Source records:
■ ■ ■ ■ ■ ■ ■
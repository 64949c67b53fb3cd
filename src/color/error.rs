use thiserror::Error;

#[derive(Debug, Error, PartialEq)]
pub enum ColorScaleError {
    #[error("A color scale needs at least two stops, got {0}")]
    TooFewStops(usize),

    #[error("Invalid color scale domain [{vmin}, {vmax}]: bounds must be finite and vmin < vmax")]
    InvalidDomain { vmin: f64, vmax: f64 },

    #[error("A stepped color scale needs at least one bin")]
    ZeroBins,

    #[error("Invalid color '{0}', expected '#rrggbb'")]
    InvalidColor(String),
}
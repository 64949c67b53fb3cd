//! Turns a filtered dataset into colored, labelled map points.

use crate::color::rgb::Rgb;
use crate::color::scale::{ColorScale, LegendEntry};
use crate::filtering::FilterCriteria;
use crate::records::dataset::{JoinedDataset, MonitoringRecord};
use crate::types::lat_lon::LatLon;
use chrono::NaiveDate;
use log::debug;
use polars::prelude::PolarsResult;
use rstar::{Envelope, RTreeObject, AABB};
use serde::Serialize;

/// One marker for the map renderer.
#[derive(Debug, Clone, PartialEq, Serialize)]
pub struct RenderablePoint {
    pub latitude: f64,
    pub longitude: f64,
    pub color: Rgb,
    /// Site, date, species and value with units, one per line.
    pub label: String,
    pub site_name: String,
    pub collected_at: NaiveDate,
    pub species_name: String,
    pub value: Option<f64>,
    pub units: String,
}

/// A point is its own degenerate envelope; merging envelopes gives the extent of
/// a set of points.
impl RTreeObject for RenderablePoint {
    type Envelope = AABB<[f64; 2]>;

    fn envelope(&self) -> Self::Envelope {
        AABB::from_point([self.latitude, self.longitude])
    }
}

/// Axis-aligned extent of a set of points, in degrees.
#[derive(Debug, Clone, Copy, PartialEq, Serialize)]
pub struct BoundingBox {
    pub south_west: LatLon,
    pub north_east: LatLon,
}

impl BoundingBox {
    /// `[[min_lat, min_lon], [max_lat, max_lon]]`, the form map libraries fit to.
    pub fn as_array(&self) -> [[f64; 2]; 2] {
        [
            [self.south_west.0, self.south_west.1],
            [self.north_east.0, self.north_east.1],
        ]
    }

    pub fn center(&self) -> LatLon {
        LatLon(
            (self.south_west.0 + self.north_east.0) / 2.0,
            (self.south_west.1 + self.north_east.1) / 2.0,
        )
    }
}

/// Points produced from a subset, plus how many rows could not be placed.
#[derive(Debug, Clone, Default, PartialEq, Serialize)]
pub struct Projection {
    pub points: Vec<RenderablePoint>,
    pub skipped_without_coordinates: usize,
}

impl Projection {
    /// `None` when there are no points.
    pub fn bounding_box(&self) -> Option<BoundingBox> {
        let extent = self
            .points
            .iter()
            .map(RTreeObject::envelope)
            .reduce(|all, next| all.merged(&next))?;
        let (lower, upper) = (extent.lower(), extent.upper());
        Some(BoundingBox {
            south_west: LatLon(lower[0], lower[1]),
            north_east: LatLon(upper[0], upper[1]),
        })
    }
}

/// One point per record with both coordinates; records without coordinates are
/// counted in [`Projection::skipped_without_coordinates`]. Multiple observations
/// at one site stay separate points.
pub fn project(subset: &JoinedDataset, scale: &ColorScale) -> PolarsResult<Projection> {
    let mut projection = Projection::default();
    for record in subset.records()? {
        let (Some(latitude), Some(longitude)) = (record.latitude, record.longitude) else {
            projection.skipped_without_coordinates += 1;
            continue;
        };
        let label = format_label(&record);
        projection.points.push(RenderablePoint {
            latitude,
            longitude,
            color: scale.color_for_optional(record.value),
            label,
            site_name: record.site_name,
            collected_at: record.collected_at,
            species_name: record.species_name.unwrap_or_default(),
            value: record.value,
            units: record.units,
        });
    }
    if projection.skipped_without_coordinates > 0 {
        debug!(
            "Skipped {} records without site coordinates",
            projection.skipped_without_coordinates
        );
    }
    Ok(projection)
}

/// `site`, `date`, `species` and `value units` on separate lines.
pub fn format_label(record: &MonitoringRecord) -> String {
    let value = record
        .value
        .map_or_else(|| "n/a".to_string(), format_thousands);
    format!(
        "{}\n{}\n{}\n{} {}",
        record.site_name,
        record.collected_at.format("%Y-%m-%d"),
        record.species_name.as_deref().unwrap_or_default(),
        value,
        record.units
    )
}

/// Formats `value` with comma thousands separators, e.g. `1234567.5` as
/// `1,234,567.5`. Whole numbers print without decimals; fractions keep up to two.
pub fn format_thousands(value: f64) -> String {
    if !value.is_finite() {
        return value.to_string();
    }
    let rounded = format!("{:.2}", value.abs());
    let (whole, fraction) = rounded.split_once('.').unwrap_or((rounded.as_str(), ""));
    let fraction = fraction.trim_end_matches('0');

    let mut grouped = String::with_capacity(whole.len() + whole.len() / 3);
    for (idx, digit) in whole.chars().enumerate() {
        if idx > 0 && (whole.len() - idx) % 3 == 0 {
            grouped.push(',');
        }
        grouped.push(digit);
    }

    let sign = if value < 0.0 && (whole != "0" || !fraction.is_empty()) {
        "-"
    } else {
        ""
    };
    if fraction.is_empty() {
        format!("{}{}", sign, grouped)
    } else {
        format!("{}{}.{}", sign, grouped, fraction)
    }
}

/// How the renderer should frame the map.
#[derive(Debug, Clone, Copy, PartialEq, Serialize)]
#[serde(tag = "kind", rename_all = "snake_case")]
pub enum Viewport {
    /// Fit the map to the points.
    Fit { bounds: BoundingBox },
    /// No points to fit; center on the configured default.
    Center { center: LatLon },
}

/// Everything the map renderer needs for one filter state.
#[derive(Debug, Clone, PartialEq, Serialize)]
pub struct MapView {
    /// Criteria actually applied, after defaults; `None` for a dataset without rows.
    pub criteria: Option<FilterCriteria>,
    pub points: Vec<RenderablePoint>,
    pub bounds: Option<BoundingBox>,
    pub viewport: Viewport,
    /// Rows that passed the filter.
    pub shown: usize,
    /// Rows in the full dataset.
    pub total: usize,
    pub skipped_without_coordinates: usize,
    pub legend_caption: String,
    pub legend: Vec<LegendEntry>,
}

impl MapView {
    pub fn is_empty(&self) -> bool {
        self.points.is_empty()
    }
}
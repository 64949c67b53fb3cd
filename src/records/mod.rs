pub mod cache;
pub mod columns;
pub mod coordinates;
pub mod dataset;
pub mod dates;
pub mod error;
pub mod loader;
pub(crate) mod source;
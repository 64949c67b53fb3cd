//! Reads a source table from disk into an untyped `DataFrame`.

use crate::records::error::LoadError;
use calamine::{open_workbook_auto, Data, Reader};
use log::{debug, warn};
use polars::prelude::*;
use std::fs::File;
use std::io;
use std::path::Path;

/// What was found at a source path.
#[derive(Debug)]
pub(crate) enum SourceTable {
    Missing,
    /// Not even a header: a zero-byte file or a workbook without rows.
    Empty,
    Loaded(DataFrame),
}

#[derive(Debug, Clone, Copy, PartialEq, Eq)]
enum SourceFormat {
    Delimited(u8),
    Parquet,
    Spreadsheet,
}

fn source_format(path: &Path) -> Result<SourceFormat, LoadError> {
    let extension = path
        .extension()
        .and_then(|ext| ext.to_str())
        .map(|ext| ext.to_ascii_lowercase());
    match extension.as_deref() {
        Some("csv") | Some("txt") => Ok(SourceFormat::Delimited(b',')),
        Some("tsv") => Ok(SourceFormat::Delimited(b'\t')),
        Some("parquet") => Ok(SourceFormat::Parquet),
        Some("xlsx") | Some("xlsm") | Some("xlsb") | Some("xls") | Some("ods") => {
            Ok(SourceFormat::Spreadsheet)
        }
        _ => Err(LoadError::UnsupportedFormat(path.to_path_buf())),
    }
}

/// Reads the table at `path`.
///
/// Delimited text and spreadsheets are read with every column as a string so
/// that the loader decides how each cell is interpreted; Parquet keeps its
/// stored types. A table with a header but no rows is `Loaded`, so its columns
/// can still be checked.
pub(crate) fn read_table(path: &Path) -> Result<SourceTable, LoadError> {
    let metadata = match std::fs::metadata(path) {
        Ok(metadata) => metadata,
        Err(e) if e.kind() == io::ErrorKind::NotFound => {
            warn!("Source table {:?} does not exist", path);
            return Ok(SourceTable::Missing);
        }
        Err(e) => return Err(LoadError::SourceMetadata(path.to_path_buf(), e)),
    };
    let format = source_format(path)?;
    if metadata.len() == 0 {
        warn!("Source table {:?} is empty", path);
        return Ok(SourceTable::Empty);
    }

    let frame = match format {
        SourceFormat::Delimited(separator) => CsvReadOptions::default()
            .with_has_header(true)
            .with_infer_schema_length(Some(0))
            .map_parse_options(|options| options.with_separator(separator))
            .try_into_reader_with_file_path(Some(path.to_path_buf()))
            .and_then(|reader| reader.finish()),
        SourceFormat::Parquet => {
            let file =
                File::open(path).map_err(|e| LoadError::SourceRead(path.to_path_buf(), e))?;
            ParquetReader::new(file).finish()
        }
        SourceFormat::Spreadsheet => match read_first_sheet(path)? {
            Some(frame) => Ok(frame),
            None => {
                warn!("Spreadsheet {:?} has no rows on its first sheet", path);
                return Ok(SourceTable::Empty);
            }
        },
    }
    .map_err(|source| LoadError::SourceParse {
        path: path.to_path_buf(),
        source,
    })?;

    debug!(
        "Read {} rows x {} columns from {:?}",
        frame.height(),
        frame.width(),
        path
    );
    Ok(SourceTable::Loaded(frame))
}

/// First worksheet as string columns, the first row naming them. `None` when the
/// workbook has no sheet or the sheet has no rows at all.
fn read_first_sheet(path: &Path) -> Result<Option<DataFrame>, LoadError> {
    let spreadsheet_error = |source: calamine::Error| LoadError::SpreadsheetRead {
        path: path.to_path_buf(),
        source,
    };
    let mut workbook = open_workbook_auto(path).map_err(spreadsheet_error)?;
    let Some(sheet) = workbook.worksheet_range_at(0) else {
        return Ok(None);
    };
    let sheet = sheet.map_err(spreadsheet_error)?;

    let mut rows = sheet.rows();
    let Some(header) = rows.next() else {
        return Ok(None);
    };
    let names: Vec<String> = header
        .iter()
        .enumerate()
        .map(|(idx, cell)| cell_text(cell).unwrap_or_else(|| format!("column_{}", idx + 1)))
        .collect();

    let mut cells: Vec<Vec<Option<String>>> =
        vec![Vec::with_capacity(sheet.height()); names.len()];
    for row in rows {
        for (idx, column) in cells.iter_mut().enumerate() {
            column.push(row.get(idx).and_then(cell_text));
        }
    }
    let columns: Vec<Column> = names
        .into_iter()
        .zip(cells)
        .map(|(name, values)| Series::new(name.into(), values).into_column())
        .collect();
    DataFrame::new(columns)
        .map(Some)
        .map_err(|source| LoadError::SourceParse {
            path: path.to_path_buf(),
            source,
        })
}

/// Cell contents as text; blank and error cells are null.
fn cell_text(cell: &Data) -> Option<String> {
    let text = match cell {
        Data::String(text) | Data::DateTimeIso(text) | Data::DurationIso(text) => text.clone(),
        Data::Float(value) => value.to_string(),
        Data::Int(value) => value.to_string(),
        Data::Bool(value) => value.to_string(),
        Data::DateTime(value) => value.as_datetime()?.format("%Y-%m-%d %H:%M:%S").to_string(),
        Data::Error(_) | Data::Empty => return None,
    };
    if text.trim().is_empty() {
        None
    } else {
        Some(text)
    }
}

/// Looks up a required column, reporting the source path when it is absent.
pub(crate) fn require_column<'a>(
    frame: &'a DataFrame,
    path: &Path,
    name: &str,
) -> Result<&'a Column, LoadError> {
    frame.column(name).map_err(|_| LoadError::MissingColumn {
        path: path.to_path_buf(),
        column: name.to_string(),
    })
}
■ ■ ■ ■ ■ ■ ■
**Your objective**. If a line above contains the string "columns", count it, then give the total and nothing else.

**Result for this exercise**. 6